Então o ponto de partida da teoria rawlsiana da justiça é esta rejeição do utilitarismo e, em particular, destas duas características da teoria utilitarista. Estes dois aspectos têm sido as duas âncoras principais para a totalidade da teoria da justiça como equidade, tanto na sua forma original como na sua formulação mais recente em que a teoria é apresentada como representativa do género do liberalismo político.

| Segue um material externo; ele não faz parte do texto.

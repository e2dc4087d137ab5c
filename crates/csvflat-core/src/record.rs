// crates/csvflat-core/src/record.rs
//
// Record assembly: sanitize each incoming field, re-encode it, and
// join fields into one delimited output line per record. The line
// buffer is reused across records; it grows by appending and is
// cleared at each record end.

use std::io::Write;

use crate::config::ParserConfig;
use crate::encode;
use crate::error::Result;
use crate::sanitize;
use crate::tokenizer::RecordSink;

pub struct RecordAssembler<W: Write> {
    config: ParserConfig,
    out: W,
    line: Vec<u8>,
    field_count: u32,
    record_count: u64,
    fields_total: u64,
}

impl<W: Write> RecordAssembler<W> {
    pub fn new(config: ParserConfig, out: W) -> Self {
        Self {
            config,
            out,
            line: Vec::new(),
            field_count: 0,
            record_count: 0,
            fields_total: 0,
        }
    }

    /// Records written so far.
    pub fn record_count(&self) -> u64 {
        self.record_count
    }

    /// Fields appended to the record in progress.
    pub fn field_count(&self) -> u32 {
        self.field_count
    }

    /// Fields written across all records so far.
    pub fn fields_total(&self) -> u64 {
        self.fields_total
    }

    pub fn flush(&mut self) -> Result<()> {
        self.out.flush()?;
        Ok(())
    }

    /// Give back the underlying writer.
    pub fn into_inner(self) -> W {
        self.out
    }
}

impl<W: Write> RecordSink for RecordAssembler<W> {
    fn field(&mut self, raw: &[u8]) -> Result<()> {
        if self.field_count > 0 {
            self.line.push(self.config.delimiter);
        }
        let clean = sanitize::replace_newlines(raw);
        encode::write_quoted(&clean, self.config.quote, &mut self.line);
        self.field_count += 1;
        self.fields_total += 1;
        Ok(())
    }

    fn record(&mut self) -> Result<()> {
        self.line.push(b'\n');
        self.out.write_all(&self.line)?;
        self.record_count += 1;
        self.field_count = 0;
        self.line.clear();
        Ok(())
    }
}
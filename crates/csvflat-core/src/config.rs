// crates/csvflat-core/src/config.rs
//
// Delimiter/quote configuration, fixed before parsing starts.

use crate::error::{FlatError, Result};

pub const DEFAULT_DELIMITER: u8 = b',';
pub const DEFAULT_QUOTE: u8 = b'"';

#[derive(Debug, Clone, Copy, PartialEq, Eq)]
pub struct ParserConfig {
    pub delimiter: u8,
    pub quote: u8,
}

impl Default for ParserConfig {
    fn default() -> Self {
        Self {
            delimiter: DEFAULT_DELIMITER,
            quote: DEFAULT_QUOTE,
        }
    }
}

impl ParserConfig {
    pub fn new(delimiter: u8, quote: u8) -> Self {
        Self { delimiter, quote }
    }

    /// Build a config from command-line strings.
    /// Fails before any input is opened if either argument is unusable.
    pub fn from_args(delimiter: &str, quote: &str) -> Result<Self> {
        let cfg = Self {
            delimiter: single_byte("delimiter", delimiter)?,
            quote: single_byte("quote", quote)?,
        };
        validate_config(&cfg)?;
        Ok(cfg)
    }
}

fn single_byte(name: &str, arg: &str) -> Result<u8> {
    let bytes = arg.as_bytes();
    if bytes.len() != 1 {
        return Err(FlatError::Config(format!(
            "{name} must be exactly one byte, got {arg:?}"
        )));
    }
    Ok(bytes[0])
}

pub fn validate_config(cfg: &ParserConfig) -> Result<()> {
    // Same byte for both roles would make quoted fields unparseable.
    if cfg.delimiter == cfg.quote {
        return Err(FlatError::Config(
            "delimiter and quote must differ".into(),
        ));
    }
    // CR/LF are record terminators; they cannot double as delimiter or quote.
    for b in [cfg.delimiter, cfg.quote] {
        if b == b'\n' || b == b'\r' {
            return Err(FlatError::Config(
                "delimiter and quote must not be newline bytes".into(),
            ));
        }
    }
    Ok(())
}

#[cfg(test)]
mod tests {
    use super::*;

    #[test]
    fn defaults_are_comma_and_double_quote() {
        let cfg = ParserConfig::default();
        assert_eq!(cfg.delimiter, b',');
        assert_eq!(cfg.quote, b'"');
    }

    #[test]
    fn from_args_accepts_single_bytes() {
        let cfg = ParserConfig::from_args(";", "'").expect("config");
        assert_eq!(cfg.delimiter, b';');
        assert_eq!(cfg.quote, b'\'');
    }

    #[test]
    fn from_args_rejects_multibyte() {
        assert!(ParserConfig::from_args(",,", "\"").is_err());
        assert!(ParserConfig::from_args("", "\"").is_err());
        // One char but two bytes in UTF-8.
        assert!(ParserConfig::from_args("é", "\"").is_err());
    }

    #[test]
    fn from_args_rejects_degenerate_pairs() {
        assert!(ParserConfig::from_args("\"", "\"").is_err());
        assert!(ParserConfig::from_args("\n", "\"").is_err());
        assert!(ParserConfig::from_args(",", "\r").is_err());
    }
}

Por outras palavras, o objectivo da teoria é o de fornecer um conjunto de princípios, que poderíamos usar para determinar se as instituições e as acções de uma sociedade são justas, consistente com a nossa intuição ou os nossos juízos ponderados sobre o facto de os indivíduos possuírem direitos que não devem ser sacrificados no cálculo dos interesses sociais e o reconhecimento do facto de nem todos os indivíduos informados e racionais poderem aceitar uma única concepção de bem, e que as concepções de bem das pessoas são irredutivelmente plurais.»
Johnston, David (1996). The Idea of a Liberal Theory. A Critique and Reconstruction. New Jersey: Princeton Universtity Press, pp. 101-3 (Traduzido e adaptado por Vítor João Oliveira)
1 comentário:
Excelente síntese. Obrigado pela partilha.